Marshall Laskowski stared at the stack of ice blocks and said he hoped it would become a Santa hat.

His mother, Kristen, predicted a Pittsburgh Pirates theme touting her 3-year-old son’s favorite player, Andrew McCutchen.

Then veteran ice-cutter Dick Alford gave them the scoop: That ice would be transformed into the shape of a bird.

Kristen Laskowski paused along South Allen Street on Monday afternoon as workers with Jeannette-based DiMartino Ice were setting ice blocks for sculptures that will take form there Tuesday.

The ice sculptures are a popular feature of First Night State College, which runs through the evening across the downtown. The event to welcome the new year also includes food, carriage rides and live entertainment.

“We enjoy coming down every year,” Kristen Laskowski said. “It’s cool to see.”

First Night State College is produced by the Central Pennsylvania Festival of the Arts. Rick Bryant directs both the summer and winter events.

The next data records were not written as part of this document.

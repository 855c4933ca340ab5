//! Infrastructure layer: configuration and external service adapters.

pub mod config;
pub mod external;

pub use config::CinemaConfig;
pub use external::{LoggingSeatReservationService, LoggingTicketPaymentService};
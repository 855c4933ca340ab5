//! Configuration loading and representation.
//!
//! Configuration is a JSON document; every field is optional and falls back to
//! the built-in price list and ticket limit.
//!
//! ```json
//! { "prices": { "adult": 20, "child": 10, "infant": 0 }, "limits": { "max_tickets": 20 } }
//! ```

use std::env::VarError;
use std::path::{Path, PathBuf};

use anyhow::Context;
use serde::{Deserialize, Serialize};

use cinema_core::{DomainError, DomainResult};
use cinema_tickets::{PriceTable, PurchaseLimits, PurchaseValidator};

/// Path of a JSON config file, used when no explicit path is given.
pub const CONFIG_PATH_ENV: &str = "CINEMA_CONFIG";
/// Overrides `limits.max_tickets`.
pub const MAX_TICKETS_ENV: &str = "CINEMA_MAX_TICKETS";

#[derive(Debug, Clone, Default, PartialEq, Eq, Serialize, Deserialize)]
#[serde(default)]
pub struct CinemaConfig {
    pub prices: PriceTable,
    pub limits: PurchaseLimits,
}

impl CinemaConfig {
    /// Load configuration from `path`, else from `$CINEMA_CONFIG`, else defaults,
    /// then apply environment overrides and validate.
    pub fn load(path: Option<&Path>) -> anyhow::Result<Self> {
        let path = path
            .map(Path::to_path_buf)
            .or_else(|| std::env::var_os(CONFIG_PATH_ENV).map(PathBuf::from));

        let mut config = match path {
            Some(path) => Self::from_file(&path)?,
            None => {
                tracing::debug!("no config file given; using defaults");
                Self::default()
            }
        };

        match std::env::var(MAX_TICKETS_ENV) {
            Ok(raw) => {
                config.limits.max_tickets = raw.trim().parse().with_context(|| {
                    format!("{MAX_TICKETS_ENV} must be a whole number, got {raw:?}")
                })?;
            }
            Err(VarError::NotPresent) => {}
            Err(err @ VarError::NotUnicode(_)) => {
                return Err(err).with_context(|| format!("reading {MAX_TICKETS_ENV}"));
            }
        }

        config.validate()?;
        Ok(config)
    }

    pub fn from_file(path: &Path) -> anyhow::Result<Self> {
        let raw = std::fs::read_to_string(path)
            .with_context(|| format!("reading config file {}", path.display()))?;
        let config = Self::from_json(&raw)
            .with_context(|| format!("parsing config file {}", path.display()))?;
        tracing::debug!(path = %path.display(), "loaded config");
        Ok(config)
    }

    pub fn from_json(raw: &str) -> anyhow::Result<Self> {
        Ok(serde_json::from_str(raw)?)
    }

    pub fn validate(&self) -> DomainResult<()> {
        if self.limits.max_tickets == 0 {
            return Err(DomainError::validation(
                "limits.max_tickets must be at least 1",
            ));
        }
        Ok(())
    }

    pub fn validator(&self) -> PurchaseValidator {
        PurchaseValidator::new(self.limits)
    }
}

“Lots of people come downtown to stroll through the ice sculptures, then go get something to eat,” Bryant said.

He said visitors Tuesday will encounter jugglers and a variety of musical styles at several downtown churches and other venues.

Bryant’s organization relies on about 60 volunteers to make First Night happen.

“We have a good team,” he said.

So does DiMartino Ice, which started out with four ice-cutters 20 years ago. This week, the company has six professionals and six apprentices on the job in State College.

After warm, rainy weather Sunday, the ice crew was busy early on Monday, building the ice slide at Sidney Friedman Park at 7 a.m.

“We’re a day behind,” company President Ernie DiMartino said while directing setup work. “We spent all day Sunday in a hotel watching football when we should have been making the ice slide. But we’re catching up. Everybody’s working 120 percent.”

The DiMartino crew brought 120 blocks of uncut ice to State College, with each block weighing nearly 300 pounds. In addition, 78 blocks had been pre-carved.

Large ice settings were put together Monday in preparation for cutting, some blocks lifted into place with a forklift.

Ice sculpting will begin at about 9 a.m. Tuesday, DiMartino said. Those who want to see the shapes emerge can find them along the 100 block of South Allen.

In addition to the ice slide, a functioning piggy bank was finished in Friedman Park on Monday. Visitors can make donations to First Night by dropping money into the piggy bank of ice on the hill above Memorial Field.

Temperatures dropped Monday, and Alford said conditions were “almost perfect” for ice-cutting.

“I love doing it. It’s enjoyable,” said Alford, who traveled to State College from his home in Akron, Ohio. “But it’s the people that really matter, and being able to create something.

“Ice is such an immediate art form. If you tried doing this in stone it would take you months.”